A partir de esta situación, Thomas Vinterberg y su coguionista Tobias Lindholm proponen una especie de utopía etílica donde la ebriedad moderada alegra la vida de un colegio, predispone a los alumnos al aprendizaje y al mismo tiempo, contribuye a sacar del marasmo la vida conyugal de los profesores. El juego de vencidas entre el alcohol y los bebedores que se ufanan de poder controlarlo desencadena, por supuesto, conflictos profesionales y conyugales graves donde la fidelidad a la psicología de los personajes excluye cualquier propósito moralizante. En una entrevista disponible en Youtube, Vinterberg cuenta que su estilo de dirigir consiste en pedirle a los actores que en vez de expresar los sentimientos del personaje se esfuercen por reprimirlos. Las caracterizaciones de Una ronda más no tienden, pues, a exagerar la gesticulación o los balbuceos incoherentes de la borrachera sino a insinuarla con sutileza. El genial actor protagónico Mads Mikelssen domina a la perfección el arte de hablar con la mirada, de modo que la película parece narrada desde su conciencia, aunque el guion jamás recurre a las confesiones explícitas.

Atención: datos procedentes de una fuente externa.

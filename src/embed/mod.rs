pub mod dto;
pub mod handler;
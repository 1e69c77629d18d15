use anyhow::{anyhow, Context, Result};
use candle::{DType, Device, Tensor};
use candle_nn::VarBuilder;
use hf_hub::api::tokio::Api;
use std::fs;
use tokenizers::Tokenizer;
use tokio::sync::Mutex;

use super::mpnet::{MpnetConfig, MpnetModel};

pub const MODEL_NAME: &str = "all-mpnet-base-v2";
pub const MODEL_REPO: &str = "sentence-transformers/all-mpnet-base-v2";
pub const EMBEDDING_DIM: usize = 768;

/// Sentence embedder: MPNet forward pass, mean pooling over tokens, L2
/// normalization. Output vectors are unit length and cosine-comparable.
pub struct SentenceEmbedder {
    // The forward pass is pure, but access stays serialized to match the
    // captioner and keep device use predictable.
    model: Mutex<MpnetModel>,
    tokenizer: Tokenizer,
    device: Device,
    max_len: usize,
}

impl SentenceEmbedder {
    pub async fn load(device: &Device) -> Result<Self> {
        let api = Api::new().context("hub api init failed")?;
        let repo = api.model(MODEL_REPO.to_string());

        let tokenizer_path = repo
            .get("tokenizer.json")
            .await
            .context("failed to fetch embedder tokenizer.json")?;
        let config_path = repo
            .get("config.json")
            .await
            .context("failed to fetch embedder config.json")?;
        let weights_path = repo
            .get("model.safetensors")
            .await
            .context("failed to fetch embedder weights")?;

        let mut tokenizer = Tokenizer::from_file(&tokenizer_path)
            .map_err(|e| anyhow!("Tokenizer load failed ({}): {e}", tokenizer_path.display()))?;
        tokenizer.with_padding(None);
        let _ = tokenizer.with_truncation(None);

        let config: MpnetConfig = serde_json::from_slice(&fs::read(&config_path)?)?;
        let max_len = config.max_position_embeddings.saturating_sub(2).max(16);

        println!("📁 Embedder snapshot: {}", weights_path.display());

        // Load weights (mmaped)
        let vb =
            unsafe { VarBuilder::from_mmaped_safetensors(&[weights_path], DType::F32, device)? };
        let model = MpnetModel::load(vb, &config)?;

        println!("🚀 Loaded {MODEL_NAME} on {device:?}");

        Ok(Self {
            model: Mutex::new(model),
            tokenizer,
            device: device.clone(),
            max_len,
        })
    }

    pub async fn embed(&self, text: &str) -> Result<Vec<f32>> {
        let enc = self
            .tokenizer
            .encode(text, true)
            .map_err(|e| anyhow!("tokenizer encode error: {e}"))?;

        let mut ids = enc.get_ids().to_vec();
        if ids.is_empty() {
            ids.push(0);
        }
        truncate_with_separator(&mut ids, self.max_len);
        let seq_len = ids.len();

        let input_ids = Tensor::new(ids.as_slice(), &self.device)?.unsqueeze(0)?;

        let hidden = {
            let model = self.model.lock().await;
            model.forward(&input_ids)?
        };

        // (1, seq, hidden) -> mean over the token axis, then unit length.
        let pooled = (hidden.sum(1)? / seq_len as f64)?;
        let vector = pooled.squeeze(0)?.to_vec1::<f32>()?;

        Ok(l2_normalize(vector))
    }
}

/// Clamp overlong sequences without losing the trailing separator token, so
/// a truncated sequence still ends the way the model expects.
fn truncate_with_separator(ids: &mut Vec<u32>, max_len: usize) {
    if ids.len() > max_len {
        if let Some(&sep) = ids.last() {
            ids.truncate(max_len - 1);
            ids.push(sep);
        }
    }
}

pub fn l2_normalize(mut v: Vec<f32>) -> Vec<f32> {
    let norm = v.iter().map(|x| x * x).sum::<f32>().sqrt();
    if norm > 0.0 {
        for x in &mut v {
            *x /= norm;
        }
    }
    v
}

#[cfg(test)]
mod tests {
    use super::*;

    #[test]
    fn normalized_vectors_are_unit_length() {
        let v = l2_normalize(vec![3.0, 4.0]);
        let norm = v.iter().map(|x| x * x).sum::<f32>().sqrt();
        assert!((norm - 1.0).abs() < 1e-6);
        assert!((v[0] - 0.6).abs() < 1e-6);
        assert!((v[1] - 0.8).abs() < 1e-6);
    }

    #[test]
    fn zero_vector_stays_zero() {
        assert_eq!(l2_normalize(vec![0.0, 0.0, 0.0]), vec![0.0, 0.0, 0.0]);
    }

    #[test]
    fn truncation_keeps_the_separator() {
        // 0 = <s>, 2 = </s> in the MPNet vocab.
        let mut ids: Vec<u32> = std::iter::once(0)
            .chain(100..700)
            .chain(std::iter::once(2))
            .collect();
        truncate_with_separator(&mut ids, 512);
        assert_eq!(ids.len(), 512);
        assert_eq!(ids[0], 0);
        assert_eq!(*ids.last().unwrap(), 2);
        assert_eq!(ids[510], 100 + 509);
    }

    #[test]
    fn short_sequences_are_untouched() {
        let mut ids = vec![0, 42, 2];
        truncate_with_separator(&mut ids, 512);
        assert_eq!(ids, vec![0, 42, 2]);
    }
}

La teoría de Skarderud adolece de una falla que la película muestra sin ánimo de refutarlo: al convertir la ebriedad en método, la cuarteta de profesores aspira a vivir en una fiesta permanente, pero la ingesta regular de alcohol es incompatible con el carácter festivo de la embriaguez, que sólo se puede recuperar por la vía del exceso. Dicho en otras palabras, cuando la embriaguez deja de ser una excepción de la cotidianidad, un alegre contrapunto a las obligaciones del trabajo y el estudio, la única manera de romper con la nueva rutina es el desenfreno absoluto. Algunos estadistas beodos mencionados en la película, como Churchill y Roosevelt, bebían a diario cinco o seis whiskies sin despeñarse en ese abismo. Muchos otros mortales quizá no podamos lograrlo, entre ellos el maestro solitario que en la película pierde el empleo por esconder botellas en el gimnasio. Pero en vez de emprender una cruzada contra el vicio, Vinterberg se limita a mostrar cómo puede arruinar o alegrar vidas, según el carácter y la voluntad de cada persona. Su película sugiere que el mayor riesgo de la libertad es convertir la evasión en método y la tarea más delicada del albedrío, calcular la dosis de locura sin la cual no existe felicidad posible.